Synaphea platyphylla
- Conservation status: Priority Three — Poorly Known Taxa (DEC)

Scientific classification
- Kingdom: Plantae
- Clade: Tracheophytes
- Clade: Angiosperms
- Clade: Eudicots
- Order: Proteales
- Family: Proteaceae
- Genus: Synaphea
- Species: S. platyphylla
- Binomial name: Synaphea platyphylla A.S.George

= Synaphea platyphylla =

- Genus: Synaphea
- Species: platyphylla
- Authority: A.S.George
- Conservation status: P3

Species of Australian shrub

Synaphea platyphylla is a species of flowering plant in the family Proteaceae and is endemic to the south west of Western Australia. It is a tufted shrub with many stems, simple or lobed leaves and spikes of yellow flowers.

==Description==
Synaphea platyphylla is a tufted shrub with many stems up to 120 mm long. Its leaves are simple, egg-shaped with the narrower end towards the base, 150–220 mm long and 20 mm wide, or sometimes with two or three lobes, then up to 60 mm wide, narrowing to a petiole 50–80 mm long. The flowers are yellow and moderately openly spaced on a spike up to 100 mm long on a glabrous peduncle up to 300 mm long. The bracts are broad, 1.5 mm long and mostly glabrous. The perianth is ascending, opening widely and glabrous, the upper tepal 5.0–5.5 mm long and 2.0–2.2 mm wide, the lower tepal 3.2 mm long. The stigma is more or less square, about 0.8–0.9 mm long and wide, and the ovary is covered with soft hairs. Flowering occurs in September and October and the fruit is oval with a beak on the end, 4.5–5.5 mm long and hairy.

==Taxonomy==
Synaphea platyphylla was first formally described in 1995 by Alex George in the Flora of Australia from specimens collected near Dongolocking Nature Reserve in 1994. The specific epithet (platyphylla) means 'flat-, broad- or wide-leaved'.

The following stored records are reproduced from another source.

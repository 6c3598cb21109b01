//! # Client
//!
//! Holds the game identity and the HTTP sender, and hands out pre-populated
//! [`Message`]s for the `init` and `events` endpoints.
//!
//! ## Concurrency
//!
//! `game_key`, `secret_key` and the sender are read-only after construction,
//! so a `&Client` can be shared across tasks sending messages in parallel.
//! The sandbox flag is an atomic: a `set_sandbox` racing with `init()` or
//! `event()` is well-defined but the message may get either host. Callers
//! that care must order those calls themselves.

use std::fmt;
use std::sync::atomic::{AtomicBool, Ordering};

use tracing::debug;

use crate::config::{validate_identity, ClientConfig};
use crate::domain::{build_endpoint, ApiSegment, Environment, EventCategory};
use crate::error::GaError;
use crate::message::Message;
use crate::ports::HttpSender;

#[cfg(feature = "default-sender")]
use crate::adapters::ReqwestSender;

/// Field every event payload carries.
pub const CATEGORY_FIELD: &str = "category";

/// GameAnalytics client for one game.
pub struct Client<S> {
    game_key: String,
    secret_key: String,
    sandbox: AtomicBool,
    sender: S,
}

#[cfg(feature = "default-sender")]
impl Client<ReqwestSender> {
    /// Create a client using the default reqwest sender.
    pub fn new(
        game_key: impl Into<String>,
        secret_key: impl Into<String>,
    ) -> Result<Self, GaError> {
        let sender = ReqwestSender::new()?;
        Self::with_sender(game_key, secret_key, sender)
    }

    /// Create a client from configuration using the default reqwest sender.
    pub fn from_config(config: &ClientConfig) -> Result<Self, GaError> {
        config.validate()?;
        let sender = ReqwestSender::with_timeout(config.request_timeout)?;
        Self::from_config_with_sender(config, sender)
    }
}

impl<S: HttpSender> Client<S> {
    /// Create a client with an explicitly injected sender.
    pub fn with_sender(
        game_key: impl Into<String>,
        secret_key: impl Into<String>,
        sender: S,
    ) -> Result<Self, GaError> {
        let game_key = game_key.into();
        let secret_key = secret_key.into();
        validate_identity(&game_key, &secret_key)?;

        Ok(Self {
            game_key,
            secret_key,
            sandbox: AtomicBool::new(false),
            sender,
        })
    }

    /// Create a client from configuration with an injected sender.
    ///
    /// The whole config is validated, but `request_timeout` is not applied;
    /// timeouts belong to the sender.
    pub fn from_config_with_sender(config: &ClientConfig, sender: S) -> Result<Self, GaError> {
        config.validate()?;
        let client = Self::with_sender(config.game_key.clone(), config.secret_key.clone(), sender)?;
        client.set_sandbox(config.sandbox);
        Ok(client)
    }

    /// Route messages created from now on to the sandbox host.
    ///
    /// Messages already created keep the endpoint they were built with.
    pub fn set_sandbox(&self, enabled: bool) {
        self.sandbox.store(enabled, Ordering::Relaxed);
        debug!(game_key = %self.game_key, sandbox = enabled, "Sandbox mode updated");
    }

    pub fn is_sandbox(&self) -> bool {
        self.sandbox.load(Ordering::Relaxed)
    }

    /// Environment selected by the current sandbox flag.
    pub fn environment(&self) -> Environment {
        Environment::from_sandbox(self.is_sandbox())
    }

    /// `{base}v2/{game_key}/{api_segment}` for the current environment.
    pub fn build_endpoint(&self, api_segment: &str) -> String {
        build_endpoint(self.environment(), &self.game_key, api_segment)
    }

    /// New message for the `init` endpoint.
    pub fn init(&self) -> Message<'_, S> {
        Message::new(self.build_endpoint(ApiSegment::Init.as_str()), self)
    }

    /// New message for the `events` endpoint with `category` pre-set.
    pub fn event(&self, category: impl Into<String>) -> Message<'_, S> {
        let category: String = category.into();
        Message::new(self.build_endpoint(ApiSegment::Events.as_str()), self)
            .with_field(CATEGORY_FIELD, category)
    }

    /// Typed form of [`event`](Self::event).
    pub fn event_category(&self, category: EventCategory) -> Message<'_, S> {
        self.event(category.as_str())
    }

    pub fn user(&self) -> Message<'_, S> {
        self.event_category(EventCategory::User)
    }

    /// Event with category `session_end`.
    pub fn session_end(&self) -> Message<'_, S> {
        self.event_category(EventCategory::SessionEnd)
    }

    pub fn business(&self) -> Message<'_, S> {
        self.event_category(EventCategory::Business)
    }

    pub fn resource(&self) -> Message<'_, S> {
        self.event_category(EventCategory::Resource)
    }

    pub fn progression(&self) -> Message<'_, S> {
        self.event_category(EventCategory::Progression)
    }

    pub fn design(&self) -> Message<'_, S> {
        self.event_category(EventCategory::Design)
    }

    pub fn error(&self) -> Message<'_, S> {
        self.event_category(EventCategory::Error)
    }
}

impl<S> Client<S> {
    pub fn game_key(&self) -> &str {
        &self.game_key
    }

    /// Secret used to sign request bodies.
    pub fn secret(&self) -> &str {
        &self.secret_key
    }

    /// Configured HTTP sender.
    pub fn sender(&self) -> &S {
        &self.sender
    }
}

impl<S> fmt::Debug for Client<S> {
    fn fmt(&self, f: &mut fmt::Formatter<'_>) -> fmt::Result {
        f.debug_struct("Client")
            .field("game_key", &self.game_key)
            .field("secret_key", &"<redacted>")
            .field("sandbox", &self.sandbox.load(Ordering::Relaxed))
            .finish_non_exhaustive()
    }
}

#[cfg(test)]
mod tests {
    use super::*;
    use crate::domain::{API_ENDPOINT, API_ENDPOINT_SANDBOX, API_VERSION};
    use crate::error::ConfigError;
    use crate::test_utils::RecordingSender;
    use serde_json::json;

    fn make_client() -> Client<RecordingSender> {
        Client::with_sender("aaaaa", "bbbbb", RecordingSender::new()).unwrap()
    }

    #[test]
    fn test_construction() {
        let client = make_client();
        assert_eq!(client.secret(), "bbbbb");
        assert_eq!(client.game_key(), "aaaaa");
        assert!(!client.is_sandbox());
        assert!(client.sender().requests().is_empty());
    }

    #[test]
    fn test_construction_rejects_empty_identity() {
        let err = Client::with_sender("", "bbbbb", RecordingSender::new()).unwrap_err();
        assert!(matches!(err, GaError::Configuration(ConfigError::EmptyGameKey)));

        let err = Client::with_sender("aaaaa", "", RecordingSender::new()).unwrap_err();
        assert!(matches!(err, GaError::Configuration(ConfigError::EmptySecretKey)));
    }

    #[test]
    fn test_build_endpoint() {
        let client = make_client();
        assert_eq!(
            client.build_endpoint("foo"),
            format!("{API_ENDPOINT}{API_VERSION}/aaaaa/foo")
        );
    }

    #[test]
    fn test_sandbox_toggle() {
        let client = make_client();

        client.set_sandbox(true);
        assert_eq!(
            client.build_endpoint("bar"),
            format!("{API_ENDPOINT_SANDBOX}{API_VERSION}/aaaaa/bar")
        );

        client.set_sandbox(false);
        assert_eq!(
            client.build_endpoint("baz"),
            format!("{API_ENDPOINT}{API_VERSION}/aaaaa/baz")
        );
    }

    #[test]
    fn test_sandbox_toggle_does_not_move_existing_messages() {
        let client = make_client();
        let init = client.init();

        client.set_sandbox(true);
        let sandboxed = client.init();

        assert_eq!(init.endpoint(), "https://api.gameanalytics.com/v2/aaaaa/init");
        assert_eq!(
            sandboxed.endpoint(),
            "https://sandbox-api.gameanalytics.com/v2/aaaaa/init"
        );
    }

    #[test]
    fn test_init() {
        let client = make_client();
        let init = client.init();

        assert!(std::ptr::eq(init.client(), &client));
        assert!(init.endpoint().ends_with("aaaaa/init"));
        assert!(init.payload().is_empty());
    }

    #[test]
    fn test_event() {
        let client = make_client();
        let event = client.event("foo");

        assert!(std::ptr::eq(event.client(), &client));
        assert!(event.endpoint().ends_with("aaaaa/events"));
        assert_eq!(*event.payload(), json!({"category": "foo"}));
    }

    #[test]
    fn test_shortcuts() {
        let client = make_client();
        let shortcuts: [(&str, fn(&Client<RecordingSender>) -> Message<'_, RecordingSender>); 6] = [
            ("user", Client::user),
            ("business", Client::business),
            ("resource", Client::resource),
            ("progression", Client::progression),
            ("design", Client::design),
            ("error", Client::error),
        ];

        for (category, shortcut) in shortcuts {
            let event = shortcut(&client);
            assert!(std::ptr::eq(event.client(), &client));
            assert!(event.endpoint().ends_with("aaaaa/events"));
            assert_eq!(*event.payload(), json!({ "category": category }));
        }

        // The only one whose wire name differs from the method name.
        let event = client.session_end();
        assert!(event.endpoint().ends_with("aaaaa/events"));
        assert_eq!(*event.payload(), json!({"category": "session_end"}));
    }

    #[test]
    fn test_from_config_with_sender_applies_sandbox() {
        let config = ClientConfig::new("aaaaa", "bbbbb").unwrap().with_sandbox(true);
        let client = Client::from_config_with_sender(&config, RecordingSender::new()).unwrap();
        assert!(client.is_sandbox());
        assert!(client.init().endpoint().starts_with(API_ENDPOINT_SANDBOX));
    }

    #[test]
    fn test_from_config_with_sender_rejects_zero_timeout() {
        let config = ClientConfig::new("aaaaa", "bbbbb")
            .unwrap()
            .with_request_timeout(std::time::Duration::ZERO);
        let result = Client::from_config_with_sender(&config, RecordingSender::new());
        assert!(matches!(
            result,
            Err(GaError::Configuration(ConfigError::ZeroRequestTimeout))
        ));
    }

    #[test]
    fn test_debug_redacts_secret() {
        let client = Client::with_sender("aaaaa", "hunter2", RecordingSender::new()).unwrap();
        let debug = format!("{client:?}");
        assert!(debug.contains("aaaaa"));
        assert!(!debug.contains("hunter2"));
    }

    #[cfg(feature = "default-sender")]
    #[test]
    fn test_default_sender_construction() {
        let client = Client::new("ccccc", "ddddd").unwrap();
        assert_eq!(client.secret(), "ddddd");

        let config = ClientConfig::new("ccccc", "ddddd").unwrap();
        assert!(Client::from_config(&config).is_ok());
    }
}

==Distribution and habitat==
This species of synaphea is found in the Narrogin area and near Ravensthorpe in the Avon Wheatbelt and Esperance Plains bioregions of southwestern, Western Australia where it grows in sandy loam in tall shrubland.

==Conservation status==
Synaphea pinnata is listed as "Priority Three" by the Government of Western Australia Department of Biodiversity, Conservation and Attractions, meaning that it is poorly known and known from only a few locations but is not under imminent threat.